[Given information — start]

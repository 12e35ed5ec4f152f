use reqwest::{Client, StatusCode};
use serde::{Deserialize, Serialize};
use std::time::Duration;
use tracing::{debug, info, warn};

use crate::config::OcrConfig;
use crate::error::{BridgeError, Result};

pub const API_VERSION: &str = "V2";
pub const SECRET_HEADER: &str = "X-OCR-SECRET";
const UNKNOWN_ERROR: &str = "Unknown error";

/// Request envelope for the general OCR endpoint. Always carries one image.
#[derive(Debug, Serialize)]
#[serde(rename_all = "camelCase")]
pub struct OcrApiRequest<'a> {
    pub version: &'static str,
    pub request_id: String,
    pub timestamp: i64,
    pub images: Vec<OcrImagePayload<'a>>,
}

#[derive(Debug, Serialize)]
pub struct OcrImagePayload<'a> {
    pub format: String,
    pub name: String,
    pub data: &'a str,
}

impl<'a> OcrApiRequest<'a> {
    pub fn single_image(
        request_id: String,
        timestamp: i64,
        format: String,
        name: String,
        data: &'a str,
    ) -> Self {
        Self {
            version: API_VERSION,
            request_id,
            timestamp,
            images: vec![OcrImagePayload { format, name, data }],
        }
    }
}

#[derive(Debug, Clone, Deserialize)]
pub struct OcrImageResult {
    #[serde(default)]
    pub name: Option<String>,
    #[serde(default, rename = "inferResult")]
    pub infer_result: Option<String>,
    #[serde(default)]
    pub message: Option<String>,
    #[serde(default)]
    pub fields: Vec<OcrField>,
}

#[derive(Debug, Clone, Deserialize)]
pub struct OcrField {
    #[serde(rename = "inferText")]
    pub infer_text: String,
}

/// Provider response, classified as soon as the body is parsed.
#[derive(Debug, Clone)]
pub enum OcrApiResponse {
    Recognized { images: Vec<OcrImageResult> },
    Rejected { message: String },
}

impl OcrApiResponse {
    /// Anything other than a 200 carrying an `images` key is a rejection.
    pub fn from_parts(status: StatusCode, body: serde_json::Value) -> Result<Self> {
        if status != StatusCode::OK || body.get("images").is_none() {
            let message = match body.get("message") {
                Some(serde_json::Value::String(message)) => message.clone(),
                Some(serde_json::Value::Null) | None => UNKNOWN_ERROR.to_string(),
                Some(other) => other.to_string(),
            };
            return Ok(Self::Rejected { message });
        }

        let images: Vec<OcrImageResult> = match body {
            serde_json::Value::Object(mut map) => match map.remove("images") {
                Some(images) => serde_json::from_value(images)?,
                None => Vec::new(),
            },
            _ => Vec::new(),
        };

        Ok(Self::Recognized { images })
    }
}

/// Joins every recognized fragment with single spaces and trims the result.
pub fn flatten_text(images: &[OcrImageResult]) -> String {
    images
        .iter()
        .flat_map(|image| image.fields.iter())
        .map(|field| field.infer_text.as_str())
        .collect::<Vec<_>>()
        .join(" ")
        .trim()
        .to_string()
}

#[derive(Clone, Debug)]
pub struct ClovaOcrClient {
    client: Client,
    api_url: String,
    secret_key: String,
    timeout_secs: u64,
}

impl ClovaOcrClient {
    pub fn new(config: &OcrConfig) -> Result<Self> {
        let (api_url, secret_key) = match (&config.api_url, &config.secret_key) {
            (Some(url), Some(key)) => (url.clone(), key.clone()),
            _ => {
                return Err(BridgeError::Configuration(
                    "NAVER_OCR_API_URL or NAVER_OCR_SECRET_KEY is not set".to_string(),
                ))
            }
        };

        let client = Client::builder()
            .timeout(Duration::from_secs(config.timeout_secs))
            .build()
            .map_err(|e| BridgeError::Configuration(format!("Failed to create HTTP client: {e}")))?;

        Ok(Self {
            client,
            api_url,
            secret_key,
            timeout_secs: config.timeout_secs,
        })
    }

    pub fn api_url(&self) -> &str {
        &self.api_url
    }

    pub async fn recognize(&self, request: &OcrApiRequest<'_>) -> Result<OcrApiResponse> {
        let response = self
            .client
            .post(&self.api_url)
            .header(SECRET_HEADER, &self.secret_key)
            .header("Content-Type", "application/json")
            .json(request)
            .send()
            .await
            .map_err(|e| self.transport_error(e))?;

        let status = response.status();
        info!(%status, request_id = %request.request_id, "OCR response received");

        let bytes = response.bytes().await.map_err(|e| self.transport_error(e))?;
        let body: serde_json::Value = serde_json::from_slice(&bytes)?;
        debug!(body = %body, "OCR response body");

        let parsed = OcrApiResponse::from_parts(status, body)?;
        if let OcrApiResponse::Recognized { images } = &parsed {
            for image in images {
                if image.infer_result.as_deref().is_some_and(|r| r != "SUCCESS") {
                    warn!(
                        name = image.name.as_deref().unwrap_or_default(),
                        infer_result = image.infer_result.as_deref().unwrap_or_default(),
                        message = image.message.as_deref().unwrap_or_default(),
                        "OCR provider reported a non-success inference"
                    );
                }
            }
        }

        Ok(parsed)
    }

    fn transport_error(&self, err: reqwest::Error) -> BridgeError {
        if err.is_timeout() {
            BridgeError::Timeout(format!(
                "OCR request did not complete within {} seconds",
                self.timeout_secs
            ))
        } else {
            BridgeError::Http(err)
        }
    }
}

#[cfg(test)]
mod tests {
    use super::*;
    use serde_json::json;

    fn configured() -> OcrConfig {
        OcrConfig {
            api_url: Some("https://ocr.example.com/general".to_string()),
            secret_key: Some("secret".to_string()),
            timeout_secs: 30,
        }
    }

    #[test]
    fn test_client_requires_url_and_secret() {
        let mut config = configured();
        config.secret_key = None;
        let err = ClovaOcrClient::new(&config).unwrap_err();
        assert!(matches!(err, BridgeError::Configuration(_)));

        let mut config = configured();
        config.api_url = None;
        assert!(ClovaOcrClient::new(&config).is_err());
    }

    #[test]
    fn test_client_with_config() {
        let client = ClovaOcrClient::new(&configured()).unwrap();
        assert_eq!(client.api_url(), "https://ocr.example.com/general");
    }

    #[test]
    fn test_request_envelope_shape() {
        let request = OcrApiRequest::single_image(
            "42".to_string(),
            1_700_000_000_000,
            "jpg".to_string(),
            "page.jpg".to_string(),
            "/9j/4AAQ",
        );
        assert_eq!(
            serde_json::to_value(&request).unwrap(),
            json!({
                "version": "V2",
                "requestId": "42",
                "timestamp": 1_700_000_000_000_i64,
                "images": [{ "format": "jpg", "name": "page.jpg", "data": "/9j/4AAQ" }]
            })
        );
    }

    #[test]
    fn test_success_response_flattens_in_order() {
        let body = json!({
            "images": [
                { "inferResult": "SUCCESS", "fields": [{ "inferText": "Hello" }, { "inferText": "World" }] },
                { "inferResult": "SUCCESS", "fields": [{ "inferText": "again" }] }
            ]
        });
        match OcrApiResponse::from_parts(StatusCode::OK, body).unwrap() {
            OcrApiResponse::Recognized { images } => {
                assert_eq!(flatten_text(&images), "Hello World again");
            }
            other => panic!("expected recognized, got {other:?}"),
        }
    }

    #[test]
    fn test_image_without_fields_is_empty() {
        let body = json!({ "images": [{ "inferResult": "SUCCESS" }] });
        match OcrApiResponse::from_parts(StatusCode::OK, body).unwrap() {
            OcrApiResponse::Recognized { images } => assert_eq!(flatten_text(&images), ""),
            other => panic!("expected recognized, got {other:?}"),
        }
    }

    #[test]
    fn test_whitespace_only_fragments_trim_to_empty() {
        let body = json!({ "images": [{ "fields": [{ "inferText": " " }, { "inferText": "" }] }] });
        match OcrApiResponse::from_parts(StatusCode::OK, body).unwrap() {
            OcrApiResponse::Recognized { images } => assert!(flatten_text(&images).is_empty()),
            other => panic!("expected recognized, got {other:?}"),
        }
    }

    #[test]
    fn test_non_ok_status_is_rejected_with_message() {
        let body = json!({ "code": "0002", "message": "invalid secret" });
        match OcrApiResponse::from_parts(StatusCode::UNAUTHORIZED, body).unwrap() {
            OcrApiResponse::Rejected { message } => assert_eq!(message, "invalid secret"),
            other => panic!("expected rejected, got {other:?}"),
        }
    }

    #[test]
    fn test_ok_without_images_is_rejected() {
        let body = json!({ "version": "V2" });
        match OcrApiResponse::from_parts(StatusCode::OK, body).unwrap() {
            OcrApiResponse::Rejected { message } => assert_eq!(message, "Unknown error"),
            other => panic!("expected rejected, got {other:?}"),
        }
    }

    #[test]
    fn test_field_without_infer_text_is_a_parse_error() {
        let body = json!({ "images": [{ "fields": [{ "boundingPoly": {} }] }] });
        let err = OcrApiResponse::from_parts(StatusCode::OK, body).unwrap_err();
        assert!(matches!(err, BridgeError::Json(_)));
    }
}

[Given information — finish]

» **Problem statement**: In the data above, start at the line that has "pub version: &'static", stop after the line that has "Some(serde_json::Value::Null) | None", and print every line in between exactly as it stands.

» **Solved exercise**:
    pub version: &'static str,
    pub request_id: String,
    pub timestamp: i64,
    pub images: Vec<OcrImagePayload<'a>>,
}

#[derive(Debug, Serialize)]
pub struct OcrImagePayload<'a> {
    pub format: String,
    pub name: String,
    pub data: &'a str,
}

impl<'a> OcrApiRequest<'a> {
    pub fn single_image(
        request_id: String,
        timestamp: i64,
        format: String,
        name: String,
        data: &'a str,
    ) -> Self {
        Self {
            version: API_VERSION,
            request_id,
            timestamp,
            images: vec![OcrImagePayload { format, name, data }],
        }
    }
}

#[derive(Debug, Clone, Deserialize)]
pub struct OcrImageResult {
    #[serde(default)]
    pub name: Option<String>,
    #[serde(default, rename = "inferResult")]
    pub infer_result: Option<String>,
    #[serde(default)]
    pub message: Option<String>,
    #[serde(default)]
    pub fields: Vec<OcrField>,
}

#[derive(Debug, Clone, Deserialize)]
pub struct OcrField {
    #[serde(rename = "inferText")]
    pub infer_text: String,
}

/// Provider response, classified as soon as the body is parsed.
#[derive(Debug, Clone)]
pub enum OcrApiResponse {
    Recognized { images: Vec<OcrImageResult> },
    Rejected { message: String },
}

impl OcrApiResponse {
    /// Anything other than a 200 carrying an `images` key is a rejection.
    pub fn from_parts(status: StatusCode, body: serde_json::Value) -> Result<Self> {
        if status != StatusCode::OK || body.get("images").is_none() {
            let message = match body.get("message") {
                Some(serde_json::Value::String(message)) => message.clone(),
                Some(serde_json::Value::Null) | None => UNKNOWN_ERROR.to_string(),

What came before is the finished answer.